This global acceptance of missile defense—enfolding dozens of nations—is nothing short of remarkable. After all, not long ago, missile defense was considered too internationally destabilizing, too politically divisive, and too financially expensive. But today, Reagan’s vision of a missile shield—once derided as “Star Wars”—is shared by leaders on four continents. In short, missile defense has gone mainstream.

Costs

The reason for this transformation: The technology is catching up to Reagan’s vision, and the world’s most terrifying regimes—regimes that boast about erasing their neighbors, regimes that want to upend the liberal international order, regimes that believe there is no God to hold them to account, regimes that believe they are acting on God’s behalf—are catching up in the race for long-range missilery and nuclear weaponry. Thus, missile defenses are no longer a theoretical possibility or a costly luxury or a bargaining chip at the summit table. They are a moral imperative. Given today’s and tomorrow’s missile threats, failing to fully fund and broadly deploy a shield against the likes of Iran and North Korea—and a hedge against human error and cyber-mischief—is shortsighted and reckless.

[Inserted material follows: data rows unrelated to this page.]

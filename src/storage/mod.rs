//! Redis storage layer for users, recipes, and sessions.
//!
//! All functions are async and use redis::AsyncCommands.
//! Data is serialized to JSON for storage in Redis.
//!
//! Key patterns:
//! - `user:{id}` — user record (JSON)
//! - `username:{username}` — username lookup to user id (STRING)
//! - `recipe:{id}` — recipe record (JSON)
//! - `session:{token}` — session data (JSON, TTL)
//! - `seq:user`, `seq:recipe` — id sequences (INCR)

pub mod recipe;
pub mod session;
pub mod user;

use redis::AsyncCommands;

/// Maximum number of keys returned by scan_keys to prevent unbounded memory allocation.
const SCAN_MAX_KEYS: usize = 10_000;

/// Allocate the next integer id from a sequence key.
pub async fn next_id<C>(con: &mut C, sequence: &str) -> Result<i64, redis::RedisError>
where
    C: AsyncCommands,
{
    con.incr(sequence, 1).await
}

/// Scan for Redis keys matching a pattern using SCAN (non-blocking).
///
/// Unlike KEYS, SCAN does not block the Redis server during iteration.
/// Capped at SCAN_MAX_KEYS results to prevent unbounded memory growth.
pub async fn scan_keys<C>(con: &mut C, pattern: &str) -> Result<Vec<String>, redis::RedisError>
where
    C: AsyncCommands,
{
    let mut all_keys = Vec::new();
    let mut cursor: u64 = 0;
    loop {
        let (new_cursor, keys): (u64, Vec<String>) = redis::cmd("SCAN")
            .arg(cursor)
            .arg("MATCH")
            .arg(pattern)
            .arg("COUNT")
            .arg(100)
            .query_async(con)
            .await?;
        all_keys.extend(keys);
        if all_keys.len() >= SCAN_MAX_KEYS {
            tracing::warn!(pattern = %pattern, cap = SCAN_MAX_KEYS, "Key scan truncated; results are incomplete");
            all_keys.truncate(SCAN_MAX_KEYS);
            break;
        }
        cursor = new_cursor;
        if cursor == 0 {
            break;
        }
    }
    Ok(all_keys)
}

/// Wrap a serde_json error into a RedisError for uniform storage results.
pub(crate) fn json_error(context: &'static str, err: serde_json::Error) -> redis::RedisError {
    redis::RedisError::from((
        redis::ErrorKind::TypeError,
        context,
        err.to_string(),
    ))
}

To be sure, missile defenses should not and cannot be the only means of trying to protect people of goodwill from the mushrooming missile threat. Diplomacy and treaty enforcement, nonproliferation regimes, military deterrence, “left of launch” strategies, hardening of vulnerabilities, counter-proliferation capabilities, and cyber-weapons and other non-kinetic tools all must be brought to bear as well.

However, since treaties are only as good as the character of the governments that sign them, since irrational regimes may very well be immune from deterrence, since counterproliferation via preemptive military action is a high-risk proposition (as the Bush 43 administration learned in Iraq), and since counterproliferation via third parties leaves much to chance and mischief (as the Obama administration learned in Syria), robust and ready missile defenses must be part of the answer to the missile threat.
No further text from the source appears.